Надо признать, что в общем-то многовато в его письмах чая под грушами и яблонями, раздумий в сумерках, писания записок и писем, обедов на свежем воздухе, нравственной апатии, нравственной бодрости, критики, самокритики – такая вот война глазами придворного интеллигента. Обходы госпиталей, где всегда одно: грязь, вонь, страдания, смерть; переезды с места на место, мучения раненых на арбах по дурным дорогам, непролазная грязь, угрюмые болгары, и ещё только август. Впереди осень, зима. Ещё не взята Плевна, идёт оборона Шипки, и кажется, что этому не будет конца. Бездарность Непокойчицкого, спасительный приезд Тотлебена, скромность и серьёзность Милютина, мягкая мудрость государя. И снова распри и интриги на Главной квартире, в штабе, жара – в тени до двадцати восьми – зудение кузнечиков, жалобы на врачей, на то, как плохо поставлено медицинское дело: много хороших виртуозных хирургов, а нужны техники, так как идёт поток, поток...

От жары и усталости неприятное происшествие: в румынском войске солдаты отказались идти на штурм и подняли на штыки офицеров, пригрозивших им револьверами. «Хороши союзнички!» – горько восклицает Боткин, смертельно уставший от этого «перетирания в порошок человеческих жизней!».

В сентябре начались затяжные дожди, дороги размыло в кашу, к утру холод, лошади (те самые, что так любовно отбирались крестьянами на «святую войну» и отдавались почти даром, и лучшие: на святое дело грех плохих давать) – передохли, а тут ещё болгары «топят свои печи из необожжённой глины, с кислым запахом, и нет сил терпеть эту чужую вонь.
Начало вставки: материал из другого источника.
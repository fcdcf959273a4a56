//! Value types for parastate
//!
//! This module defines:
//! - Value: closed enum over every storable variant
//! - TypeId: stable one-byte tag per variant, used by record metadata
//! - AccessCounts: counter deltas reported by a write
//! - DeltaError: failure while folding a delta chain, with the failing index
//!
//! ## Commutativity
//!
//! | Variant | commutative | numeric |
//! |---------|-------------|---------|
//! | Path    | yes         | no      |
//! | Bytes   | no          | no      |
//! | String  | no          | no      |
//! | Int64   | no          | no      |
//! | U64     | yes         | yes     |
//! | U256    | yes         | yes     |
//!
//! Commutative values accept deltas (child additions, counter increments)
//! that concurrent transactions can apply in any order. Noncommutative
//! values are only ever replaced wholesale.

use serde::{Deserialize, Serialize};

use alloy_primitives::U256;

use crate::error::{Error, Result};
use crate::numeric::Bounded;
use crate::path::PathDir;

/// One-byte variant tag
#[repr(u8)]
#[derive(Debug, Clone, Copy, PartialEq, Eq, Hash, PartialOrd, Ord, Serialize, Deserialize)]
pub enum TypeId {
    /// No value (deleted or never written)
    Invalid = 0,
    /// Directory listing
    Path = 1,
    /// Raw bytes
    Bytes = 2,
    /// UTF-8 string
    String = 3,
    /// Signed 64-bit integer
    Int64 = 4,
    /// Bounded unsigned 64-bit counter
    U64 = 5,
    /// Bounded unsigned 256-bit counter
    U256 = 6,
}

impl TypeId {
    /// Decode a tag byte
    pub fn from_u8(tag: u8) -> Option<Self> {
        match tag {
            0 => Some(TypeId::Invalid),
            1 => Some(TypeId::Path),
            2 => Some(TypeId::Bytes),
            3 => Some(TypeId::String),
            4 => Some(TypeId::Int64),
            5 => Some(TypeId::U64),
            6 => Some(TypeId::U256),
            _ => None,
        }
    }

    /// Encode as a tag byte
    pub fn as_u8(self) -> u8 {
        self as u8
    }
}

/// Counter increments produced by one access
#[derive(Debug, Clone, Copy, Default, PartialEq, Eq)]
pub struct AccessCounts {
    /// Reads
    pub reads: u32,
    /// Full writes
    pub writes: u32,
    /// Delta writes
    pub delta_writes: u32,
}

impl AccessCounts {
    /// A single read
    pub const fn read() -> Self {
        AccessCounts {
            reads: 1,
            writes: 0,
            delta_writes: 0,
        }
    }

    /// A single full write
    pub const fn write() -> Self {
        AccessCounts {
            reads: 0,
            writes: 1,
            delta_writes: 0,
        }
    }

    /// A single delta write
    pub const fn delta_write() -> Self {
        AccessCounts {
            reads: 0,
            writes: 0,
            delta_writes: 1,
        }
    }
}

/// A delta that could not be absorbed
#[derive(Debug, Clone, PartialEq, Eq, thiserror::Error)]
#[error("delta {index} rejected: {source}")]
pub struct DeltaError {
    /// Position of the first rejected delta
    pub index: usize,
    /// Underlying failure
    pub source: Error,
}

impl DeltaError {
    /// Create a new delta error
    pub fn new(index: usize, source: Error) -> Self {
        DeltaError { index, source }
    }
}

/// Storable value
#[derive(Debug, Clone, PartialEq, Eq, Serialize, Deserialize)]
pub enum Value {
    /// Directory listing
    Path(PathDir),
    /// Raw bytes
    Bytes(Vec<u8>),
    /// UTF-8 string
    String(String),
    /// Signed 64-bit integer
    Int64(i64),
    /// Bounded unsigned 64-bit counter
    U64(Bounded<u64>),
    /// Bounded unsigned 256-bit counter
    U256(Bounded<U256>),
}

impl Value {
    /// Empty directory
    pub fn dir() -> Self {
        Value::Path(PathDir::new())
    }

    /// Resolved 64-bit counter
    pub fn u64(value: u64, min: u64, max: u64) -> Self {
        Value::U64(Bounded::new(value, min, max))
    }

    /// 64-bit counter delta
    pub fn u64_delta(magnitude: u64, positive: bool, min: u64, max: u64) -> Self {
        Value::U64(Bounded::delta(magnitude, positive, min, max))
    }

    /// Resolved 256-bit counter
    pub fn u256(value: U256, min: U256, max: U256) -> Self {
        Value::U256(Bounded::new(value, min, max))
    }

    /// 256-bit counter delta
    pub fn u256_delta(magnitude: U256, positive: bool, min: U256, max: U256) -> Self {
        Value::U256(Bounded::delta(magnitude, positive, min, max))
    }

    /// Variant tag
    pub fn type_id(&self) -> TypeId {
        match self {
            Value::Path(_) => TypeId::Path,
            Value::Bytes(_) => TypeId::Bytes,
            Value::String(_) => TypeId::String,
            Value::Int64(_) => TypeId::Int64,
            Value::U64(_) => TypeId::U64,
            Value::U256(_) => TypeId::U256,
        }
    }

    /// Get the type name as a string
    pub fn type_name(&self) -> &'static str {
        match self {
            Value::Path(_) => "Path",
            Value::Bytes(_) => "Bytes",
            Value::String(_) => "String",
            Value::Int64(_) => "Int64",
            Value::U64(_) => "U64",
            Value::U256(_) => "U256",
        }
    }

    /// Whether concurrent deltas to this value commute
    pub fn is_commutative(&self) -> bool {
        matches!(self, Value::Path(_) | Value::U64(_) | Value::U256(_))
    }

    /// Whether this is a bounded counter
    pub fn is_numeric(&self) -> bool {
        matches!(self, Value::U64(_) | Value::U256(_))
    }

    /// Whether this value is a pure delta with no resolved base
    pub fn is_delta(&self) -> bool {
        match self {
            Value::Path(dir) => dir.is_delta(),
            Value::U64(n) => n.is_delta(),
            Value::U256(n) => n.is_delta(),
            _ => false,
        }
    }

    /// Sign of the pending delta; true (additive) for non-numeric values
    pub fn delta_sign(&self) -> bool {
        match self {
            Value::U64(n) => n.delta_sign(),
            Value::U256(n) => n.delta_sign(),
            _ => true,
        }
    }

    /// Lower bound of a counter, widened to 256 bits
    pub fn min(&self) -> Option<U256> {
        match self {
            Value::U64(n) => Some(U256::from(n.min())),
            Value::U256(n) => Some(n.min()),
            _ => None,
        }
    }

    /// Upper bound of a counter, widened to 256 bits
    pub fn max(&self) -> Option<U256> {
        match self {
            Value::U64(n) => Some(U256::from(n.max())),
            Value::U256(n) => Some(n.max()),
            _ => None,
        }
    }

    /// Effective 64-bit counter value
    pub fn as_u64(&self) -> Option<u64> {
        match self {
            Value::U64(n) => n.value().ok(),
            _ => None,
        }
    }

    /// Effective 256-bit counter value
    pub fn as_u256(&self) -> Option<U256> {
        match self {
            Value::U256(n) => n.value().ok(),
            _ => None,
        }
    }

    /// Get as i64 if this is an Int64 value
    pub fn as_i64(&self) -> Option<i64> {
        match self {
            Value::Int64(v) => Some(*v),
            _ => None,
        }
    }

    /// Get as &str if this is a String value
    pub fn as_str(&self) -> Option<&str> {
        match self {
            Value::String(s) => Some(s),
            _ => None,
        }
    }

    /// Get as bytes if this is a Bytes value
    pub fn as_bytes(&self) -> Option<&[u8]> {
        match self {
            Value::Bytes(b) => Some(b),
            _ => None,
        }
    }

    /// Get the directory if this is a Path value
    pub fn as_dir(&self) -> Option<&PathDir> {
        match self {
            Value::Path(dir) => Some(dir),
            _ => None,
        }
    }

    /// Effective child listing if this is a Path value
    pub fn keys(&self) -> Option<Vec<String>> {
        self.as_dir().map(PathDir::keys)
    }

    /// Merge a write into this value.
    ///
    /// Deltas accumulate into the pending delta of a commutative value of the
    /// same variant; anything else replaces the value wholesale.
    pub fn set(&mut self, new: Value) -> Result<AccessCounts> {
        if !new.is_delta() {
            *self = new;
            return Ok(AccessCounts::write());
        }
        let (expected, found) = (self.type_name(), new.type_name());
        match (self, &new) {
            (Value::Path(current), Value::Path(delta)) => current.accumulate(delta),
            (Value::U64(current), Value::U64(delta)) => current.accumulate(delta)?,
            (Value::U256(current), Value::U256(delta)) => current.accumulate(delta)?,
            _ => return Err(Error::TypeMismatch { expected, found }),
        }
        Ok(AccessCounts::delta_write())
    }

    /// Fold a chain of deltas onto this value.
    ///
    /// Commutative variants apply each element's pending delta. Noncommutative
    /// variants take the last element. Every element must share this value's
    /// variant. On failure the error carries the index of the first element
    /// that could not be applied.
    pub fn apply_delta(&mut self, deltas: &[&Value]) -> std::result::Result<(), DeltaError> {
        match self {
            Value::Path(base) => {
                let chain = downcast("Path", deltas, |v| match v {
                    Value::Path(d) => Some(d),
                    _ => None,
                })?;
                base.apply_delta(&chain)
            }
            Value::U64(base) => {
                let chain = downcast("U64", deltas, |v| match v {
                    Value::U64(d) => Some(d),
                    _ => None,
                })?;
                base.apply_delta(&chain)
            }
            Value::U256(base) => {
                let chain = downcast("U256", deltas, |v| match v {
                    Value::U256(d) => Some(d),
                    _ => None,
                })?;
                base.apply_delta(&chain)
            }
            _ => {
                let expected = self.type_id();
                for (index, d) in deltas.iter().enumerate() {
                    if d.type_id() != expected {
                        return Err(DeltaError::new(
                            index,
                            Error::TypeMismatch {
                                expected: base_name(expected),
                                found: d.type_name(),
                            },
                        ));
                    }
                }
                if let Some(last) = deltas.last() {
                    *self = (*last).clone();
                }
                Ok(())
            }
        }
    }

    /// Copy of this value with its pending delta folded in
    pub fn resolved(&self) -> Result<Value> {
        let mut value = self.clone();
        value.apply_delta(&[]).map_err(|e| e.source)?;
        Ok(value)
    }

    /// Encode with the value codec
    pub fn encode(&self) -> Result<Vec<u8>> {
        Ok(bincode::serialize(self)?)
    }

    /// Decode bytes stored under `key`
    pub fn decode(key: &str, bytes: &[u8]) -> Result<Value> {
        bincode::deserialize(bytes)
            .map_err(|e| Error::codec(format!("failed to decode value at {}: {}", key, e)))
    }
}

fn base_name(id: TypeId) -> &'static str {
    match id {
        TypeId::Invalid => "Invalid",
        TypeId::Path => "Path",
        TypeId::Bytes => "Bytes",
        TypeId::String => "String",
        TypeId::Int64 => "Int64",
        TypeId::U64 => "U64",
        TypeId::U256 => "U256",
    }
}

fn downcast<'a, T>(
    expected: &'static str,
    deltas: &[&'a Value],
    pick: impl Fn(&'a Value) -> Option<&'a T>,
) -> std::result::Result<Vec<&'a T>, DeltaError> {
    deltas
        .iter()
        .enumerate()
        .map(|(index, v)| {
            pick(*v).ok_or_else(|| {
                DeltaError::new(
                    index,
                    Error::TypeMismatch {
                        expected,
                        found: v.type_name(),
                    },
                )
            })
        })
        .collect()
}
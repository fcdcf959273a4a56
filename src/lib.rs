//! parastate - conflict arbitration and delta reconciliation for parallel
//! state execution
//!
//! Transactions run speculatively in parallel, each against its own
//! [`WriteCache`]. Their exported records are arbitrated, the losers are
//! voided, and the survivors are merged per key onto committed state.
//!
//! # Quick Start
//!
//! ```
//! use std::sync::Arc;
//! use parastate::{BatchProcessor, EngineConfig, InterTransaction, MemoryStore, PathDir, Value};
//!
//! let store = MemoryStore::new();
//! store.put("/", &Value::dir())?;
//! store.put("/accounts/", &Value::Path(PathDir::new()))?;
//! let engine = BatchProcessor::new(Arc::new(store), EngineConfig::default())?;
//!
//! let mut cache = engine.write_cache();
//! cache.write(1, "/accounts/alice", Some(Value::u64(10, 0, 100)))?;
//! let outcome = engine.process(cache.export(&[&InterTransaction]))?;
//! assert!(outcome.is_clean());
//! # Ok::<(), parastate::Error>(())
//! ```
//!
//! # Architecture
//!
//! - `parastate-core`: values, errors, store traits
//! - `parastate-storage`: access records, write cache, transition log
//! - `parastate-concurrency`: arbitrator, accumulator, importer
//! - `parastate-engine`: configuration and the batch pipeline

pub use parastate_concurrency::{
    conflicting_tx_set, white_list_from, Accumulator, Arbitrator, Conflict, ConflictKind,
    DeltaSequence, Finalized, Importer, ImporterConfig,
};
pub use parastate_core::{
    child_name, is_dir, parent_of, AccessCounts, Bounded, CommitStore, Error, PathDir,
    ReadOnlyStore, Result, TxId, TypeId, Value, SYSTEM, U256,
};
pub use parastate_engine::{BatchOutcome, BatchProcessor, EngineConfig};
pub use parastate_storage::{
    format as transition_log, AccumulatorOnly, InterProcess, InterTransaction, MemoryStore,
    Property, TransitionFilter, Univalue, WriteCache,
};
//! Versioned access records
//!
//! A [`Univalue`] is one transaction's view of one path within a batch: the
//! value (or pending delta) it produced plus a [`Property`] header counting
//! how the path was touched. The counters drive conflict detection; the value
//! drives finalization.
//!
//! # Record Format
//!
//! ```text
//! Univalue:
//! ┌────────────────────┬──────────────────┬────────────────┬─────────────┐
//! │ property_size (4)  │ value_size (4)   │ Property bytes │ Value bytes │
//! └────────────────────┴──────────────────┴────────────────┴─────────────┘
//!
//! Property:
//! ┌────────┬───────────┬────────────┬─────────────────┬──────────┬───────────┬──────────────┬──────┐
//! │ tx (4) │ reads (4) │ writes (4) │ delta_writes (4)│ type (1) │ flags (1) │ path_len (4) │ path │
//! └────────┴───────────┴────────────┴─────────────────┴──────────┴───────────┴──────────────┴──────┘
//! ```
//!
//! A `value_size` of zero means the record carries no value.

use byteorder::{ByteOrder, LittleEndian};

use parastate_core::{AccessCounts, Error, Result, TxId, TypeId, Value};

const FLAG_PREEXISTS: u8 = 0x01;
const FLAG_PERSISTENT: u8 = 0x02;

/// Fixed part of an encoded [`Property`]
pub const PROPERTY_HEADER_SIZE: usize = 22;

/// Size of the `[property_size, value_size]` header
pub const RECORD_HEADER_SIZE: usize = 8;

/// Access metadata of a record
#[derive(Debug, Clone, PartialEq, Eq)]
pub struct Property {
    tx: TxId,
    path: String,
    type_id: TypeId,
    reads: u32,
    writes: u32,
    delta_writes: u32,
    preexists: bool,
    persistent: bool,
}

impl Property {
    /// Create a new property header
    pub fn new(
        tx: TxId,
        path: impl Into<String>,
        type_id: TypeId,
        reads: u32,
        writes: u32,
        delta_writes: u32,
        preexists: bool,
    ) -> Self {
        Property {
            tx,
            path: path.into(),
            type_id,
            reads,
            writes,
            delta_writes,
            preexists,
            persistent: false,
        }
    }

    /// Originating transaction
    pub fn tx(&self) -> TxId {
        self.tx
    }

    /// Key of the record
    pub fn path(&self) -> &str {
        &self.path
    }

    /// Variant of the value, `Invalid` when absent
    pub fn type_id(&self) -> TypeId {
        self.type_id
    }

    /// Number of reads
    pub fn reads(&self) -> u32 {
        self.reads
    }

    /// Number of full writes
    pub fn writes(&self) -> u32 {
        self.writes
    }

    /// Number of delta writes
    pub fn delta_writes(&self) -> u32 {
        self.delta_writes
    }

    /// Whether the path had a value before the batch
    pub fn preexists(&self) -> bool {
        self.preexists
    }

    /// Whether the record survives conflict-driven rollback
    pub fn persistent(&self) -> bool {
        self.persistent
    }

    /// Total accesses of any kind
    pub fn total_accesses(&self) -> u64 {
        self.reads as u64 + self.writes as u64 + self.delta_writes as u64
    }

    fn record(&mut self, counts: AccessCounts) {
        self.reads = self.reads.saturating_add(counts.reads);
        self.writes = self.writes.saturating_add(counts.writes);
        self.delta_writes = self.delta_writes.saturating_add(counts.delta_writes);
    }

    /// Size of the encoded property
    pub fn encoded_size(&self) -> usize {
        PROPERTY_HEADER_SIZE + self.path.len()
    }

    /// Append the encoded property to `bytes`
    pub fn encode_into(&self, bytes: &mut Vec<u8>) {
        let start = bytes.len();
        bytes.resize(start + PROPERTY_HEADER_SIZE, 0);
        let header = &mut bytes[start..];
        LittleEndian::write_u32(&mut header[0..4], self.tx);
        LittleEndian::write_u32(&mut header[4..8], self.reads);
        LittleEndian::write_u32(&mut header[8..12], self.writes);
        LittleEndian::write_u32(&mut header[12..16], self.delta_writes);
        header[16] = self.type_id.as_u8();
        let mut flags = 0u8;
        if self.preexists {
            flags |= FLAG_PREEXISTS;
        }
        if self.persistent {
            flags |= FLAG_PERSISTENT;
        }
        header[17] = flags;
        LittleEndian::write_u32(&mut header[18..22], self.path.len() as u32);
        bytes.extend_from_slice(self.path.as_bytes());
    }

    /// Decode a property from exactly `bytes`
    pub fn decode(bytes: &[u8]) -> Result<Self> {
        if bytes.len() < PROPERTY_HEADER_SIZE {
            return Err(Error::codec("property header truncated"));
        }
        let type_id = TypeId::from_u8(bytes[16])
            .ok_or_else(|| Error::codec(format!("unknown type tag {:#04x}", bytes[16])))?;
        let flags = bytes[17];
        let path_len = LittleEndian::read_u32(&bytes[18..22]) as usize;
        if bytes.len() != PROPERTY_HEADER_SIZE + path_len {
            return Err(Error::codec(format!(
                "property length mismatch: header says {} path bytes, found {}",
                path_len,
                bytes.len() - PROPERTY_HEADER_SIZE
            )));
        }
        let path = std::str::from_utf8(&bytes[PROPERTY_HEADER_SIZE..])
            .map_err(|_| Error::codec("path is not valid UTF-8"))?;
        Ok(Property {
            tx: LittleEndian::read_u32(&bytes[0..4]),
            path: path.to_string(),
            type_id,
            reads: LittleEndian::read_u32(&bytes[4..8]),
            writes: LittleEndian::read_u32(&bytes[8..12]),
            delta_writes: LittleEndian::read_u32(&bytes[12..16]),
            preexists: flags & FLAG_PREEXISTS != 0,
            persistent: flags & FLAG_PERSISTENT != 0,
        })
    }
}

/// One transaction's access record for one path
#[derive(Debug, Clone, PartialEq, Eq)]
pub struct Univalue {
    property: Property,
    value: Option<Value>,
}

impl Univalue {
    /// Create a record with explicit counters
    pub fn new(
        tx: TxId,
        path: impl Into<String>,
        reads: u32,
        writes: u32,
        delta_writes: u32,
        value: Option<Value>,
        preexists: bool,
    ) -> Self {
        let type_id = value.as_ref().map_or(TypeId::Invalid, Value::type_id);
        Univalue {
            property: Property::new(tx, path, type_id, reads, writes, delta_writes, preexists),
            value,
        }
    }

    /// Assemble a record from its parts
    pub fn from_parts(property: Property, value: Option<Value>) -> Self {
        Univalue { property, value }
    }

    /// Access metadata
    pub fn property(&self) -> &Property {
        &self.property
    }

    /// Originating transaction
    pub fn tx(&self) -> TxId {
        self.property.tx
    }

    /// Key of the record; empty once voided
    pub fn path(&self) -> &str {
        &self.property.path
    }

    /// Variant of the value
    pub fn type_id(&self) -> TypeId {
        self.property.type_id
    }

    /// Number of reads
    pub fn reads(&self) -> u32 {
        self.property.reads
    }

    /// Number of full writes
    pub fn writes(&self) -> u32 {
        self.property.writes
    }

    /// Number of delta writes
    pub fn delta_writes(&self) -> u32 {
        self.property.delta_writes
    }

    /// Whether the path had a value before the batch
    pub fn preexists(&self) -> bool {
        self.property.preexists
    }

    /// Whether the record survives conflict-driven rollback
    pub fn persistent(&self) -> bool {
        self.property.persistent
    }

    /// Mark the record as exempt from rollback
    pub fn set_persistent(&mut self, persistent: bool) {
        self.property.persistent = persistent;
    }

    /// Value without touching the counters
    pub fn peek(&self) -> Option<&Value> {
        self.value.as_ref()
    }

    /// Take ownership of the value
    pub fn into_value(self) -> Option<Value> {
        self.value
    }

    /// Read the value, counting one read
    pub fn get(&mut self) -> Option<&Value> {
        self.property.record(AccessCounts::read());
        self.value.as_ref()
    }

    /// No write or delta write recorded
    pub fn is_read_only(&self) -> bool {
        self.property.writes == 0 && self.property.delta_writes == 0
    }

    /// Only delta writes recorded
    pub fn is_delta_write_only(&self) -> bool {
        self.property.reads == 0 && self.property.writes == 0 && self.property.delta_writes > 0
    }

    /// Whether the record was voided by a whitelist pass
    pub fn is_void(&self) -> bool {
        self.property.path.is_empty()
    }

    /// Void the record so that finalization skips it
    pub fn invalidate(&mut self) {
        self.property.path.clear();
    }

    /// Drop the payload but keep the access metadata
    pub fn strip_value(&mut self) {
        self.value = None;
    }

    /// Apply a write to this record.
    ///
    /// `None` deletes the value. A first value is adopted as is; a delta on an
    /// existing commutative value accumulates; anything else replaces it.
    ///
    /// # Errors
    ///
    /// - `ValueNotFound` when deleting a value that does not exist. The
    ///   attempt is still counted as a write.
    /// - `TypeMismatch`, `Overflow`, `Underflow` from the value's own `set`.
    pub fn set(&mut self, new_value: Option<Value>) -> Result<()> {
        match (self.value.as_mut(), new_value) {
            (None, None) => {
                self.property.record(AccessCounts::write());
                Err(Error::ValueNotFound(self.property.path.clone()))
            }
            (None, Some(value)) => {
                let counts = if value.is_delta() {
                    AccessCounts::delta_write()
                } else {
                    AccessCounts::write()
                };
                self.property.type_id = value.type_id();
                self.value = Some(value);
                self.property.record(counts);
                Ok(())
            }
            (Some(_), None) => {
                self.property.type_id = TypeId::Invalid;
                self.value = None;
                self.property.record(AccessCounts::write());
                Ok(())
            }
            (Some(current), Some(value)) => {
                let counts = current.set(value)?;
                self.property.type_id = current.type_id();
                self.property.record(counts);
                Ok(())
            }
        }
    }

    /// Merge a chain of later records for the same path into this one.
    ///
    /// Counters of the chain are summed into this record. Elements with a full
    /// write replace the value; delta-only elements contribute their pending
    /// delta; a write without a value deletes. When this record holds only a
    /// pending delta, the chain folds onto zero.
    ///
    /// # Errors
    ///
    /// - `Invariant` if the chain violates the merge preconditions. These
    ///   must abort the batch.
    /// - Recoverable value errors (`Overflow`, `Underflow`, `TypeMismatch`)
    ///   propagated untouched.
    pub fn apply_delta(&mut self, chain: &[Univalue]) -> Result<()> {
        self.precheck(chain)?;

        for elem in chain {
            self.property.record(AccessCounts {
                reads: elem.reads(),
                writes: elem.writes(),
                delta_writes: elem.delta_writes(),
            });
        }

        if self.value.is_none() && chain.iter().all(|e| e.writes() == 0) {
            return Ok(());
        }

        let mut pending: Vec<&Value> = Vec::new();
        for elem in chain {
            if elem.writes() == 0 {
                if let Some(delta) = elem.value.as_ref() {
                    pending.push(delta);
                }
                continue;
            }
            self.fold(&mut pending)?;
            self.value = elem.value.clone();
        }
        self.fold(&mut pending)?;
        self.resolve()
    }

    /// Fold the pending delta into the value.
    ///
    /// A pure delta on a key with no committed value resolves against zero.
    ///
    /// # Errors
    ///
    /// `Overflow` or `Underflow` if the resolved value leaves its bounds; the
    /// record is unchanged in that case.
    pub fn resolve(&mut self) -> Result<()> {
        if let Some(value) = self.value.as_mut() {
            value.apply_delta(&[]).map_err(|e| e.source)?;
        }
        self.property.type_id = self.value.as_ref().map_or(TypeId::Invalid, Value::type_id);
        Ok(())
    }

    fn fold(&mut self, pending: &mut Vec<&Value>) -> Result<()> {
        if pending.is_empty() {
            return Ok(());
        }
        if let Some(value) = self.value.as_mut() {
            value.apply_delta(pending).map_err(|e| e.source)?;
        }
        pending.clear();
        Ok(())
    }

    fn precheck(&self, chain: &[Univalue]) -> Result<()> {
        for elem in chain {
            if elem.property.total_accesses() == 0 {
                return Err(Error::invariant(format!(
                    "untouched record from tx {} in merge chain of {}",
                    elem.tx(),
                    self.path()
                )));
            }
            if elem.is_read_only() {
                return Err(Error::invariant(format!(
                    "read-only record from tx {} in merge chain of {}",
                    elem.tx(),
                    self.path()
                )));
            }
            if self.preexists() && self.reads() > 0 {
                if let (Some(base), Some(value)) = (self.value.as_ref(), elem.value.as_ref()) {
                    if base.is_commutative() && base.type_id() != value.type_id() {
                        return Err(Error::invariant(format!(
                            "{} record from tx {} merged into {} base at {}",
                            value.type_name(),
                            elem.tx(),
                            base.type_name(),
                            self.path()
                        )));
                    }
                }
            }
        }
        Ok(())
    }

    /// Encode the property and value separately
    pub fn encode_parts(&self) -> Result<(Vec<u8>, Vec<u8>)> {
        let mut property = Vec::with_capacity(self.property.encoded_size());
        self.property.encode_into(&mut property);
        let value = match &self.value {
            Some(v) => v.encode()?,
            None => Vec::new(),
        };
        Ok((property, value))
    }

    /// Encode as a length-prefixed two-field record
    pub fn encode(&self) -> Result<Vec<u8>> {
        let (property, value) = self.encode_parts()?;
        let mut bytes = vec![0u8; RECORD_HEADER_SIZE];
        LittleEndian::write_u32(&mut bytes[0..4], property.len() as u32);
        LittleEndian::write_u32(&mut bytes[4..8], value.len() as u32);
        bytes.extend_from_slice(&property);
        bytes.extend_from_slice(&value);
        Ok(bytes)
    }

    /// Decode one record from the start of `bytes`.
    ///
    /// Returns the record and the number of bytes consumed.
    pub fn decode(bytes: &[u8]) -> Result<(Self, usize)> {
        if bytes.len() < RECORD_HEADER_SIZE {
            return Err(Error::codec("record header truncated"));
        }
        let property_size = LittleEndian::read_u32(&bytes[0..4]) as usize;
        let value_size = LittleEndian::read_u32(&bytes[4..8]) as usize;
        let end = RECORD_HEADER_SIZE + property_size + value_size;
        if bytes.len() < end {
            return Err(Error::codec("record body truncated"));
        }
        let property = Property::decode(&bytes[RECORD_HEADER_SIZE..RECORD_HEADER_SIZE + property_size])?;
        let value = if value_size == 0 {
            None
        } else {
            Some(Value::decode(
                property.path(),
                &bytes[RECORD_HEADER_SIZE + property_size..end],
            )?)
        };
        Ok((Univalue { property, value }, end))
    }
}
Зачем пришли? Для кого? – спрашивает каждый себя...». И война продолжается просто за право выжить, выбраться, увидеть родину, дом... В каждой войне наступает «отрезвление».

И снова болгарский «невозможный» суп из перца, бабы за тканьём, окна без стёкол, темнота, смрад, клопы, мухи, пыль, теснота... И прежде батюшка, а за ним и Боткин не выдерживают, и снова «яд» каплет с их пера.

«Я говорю ему, – кипятится отец Н., рассказывая в письме, как «распекал» болгарина, – не поздновато ли вы хватились заявлять о своём патриотизме? ... Пронеситесь-ка мыслью над недавним прошлым! Чем заявили ваши жёны и сёстры своё сочувствие к русским страдальцам-воинам? Взялась ли хоть одна вымыть бельё нашего солдата, залитое потом и кровью? Положила ли болгарка заплату на его изодранное бельё? Утолили ли вы жажду (вспомним Немировича-Данченко! – М. К.), накормили ли вы измученных в бою хоть раз даром, без денег?! Ничего подобного не видали от вас «братушки», как вы нежно нас величаете... Что же, начинайте с Божьей помощью! Русский народ ещё не остыл в своей бескорыстной любви к вам...»

Представляю, как произносил свою речь батюшка, указуя перстом в закопчённый потолок; как, и половины не понимая, слушал его зашедший к хозяйке в гости болгарин, может, сам ни в чём и не виноватый, дослушал и «тут же ушёл», не сказав ни в оправдание, ни в укор ни слова.

«Нет, не за этих людей проливали мы кровь, – негодовал Боткин, – а за будущих, за правнуков теперешних. Мы трудимся за идею христианства. Посмотрю, что будет дальше; своими же глазами я мог видеть только то, что турки угнетали культуру этих несчастных полудиких людей, мозги которых, очевидно, целые века не всеми своими частями работали равномерно. Восторг, с которым якобы встречают болгары русских, существует больше на бумаге корреспондентов, я не вижу нисколько этого восторга; мне даже кажется, что эти якобы восторженные встречи при наших въездах искусственно подготовлены... Болгары принялись грабить турок, но за нас они не поднялись. Болгарская дружина, которая формировалась ещё в Кишинёве, насчитывала 12 тысяч человек! И это всё, что может дать целая страна? Всё на русской крови, всё русскими жилами и животом. Дорогая цена за чужую и, похоже, ненужную свободу».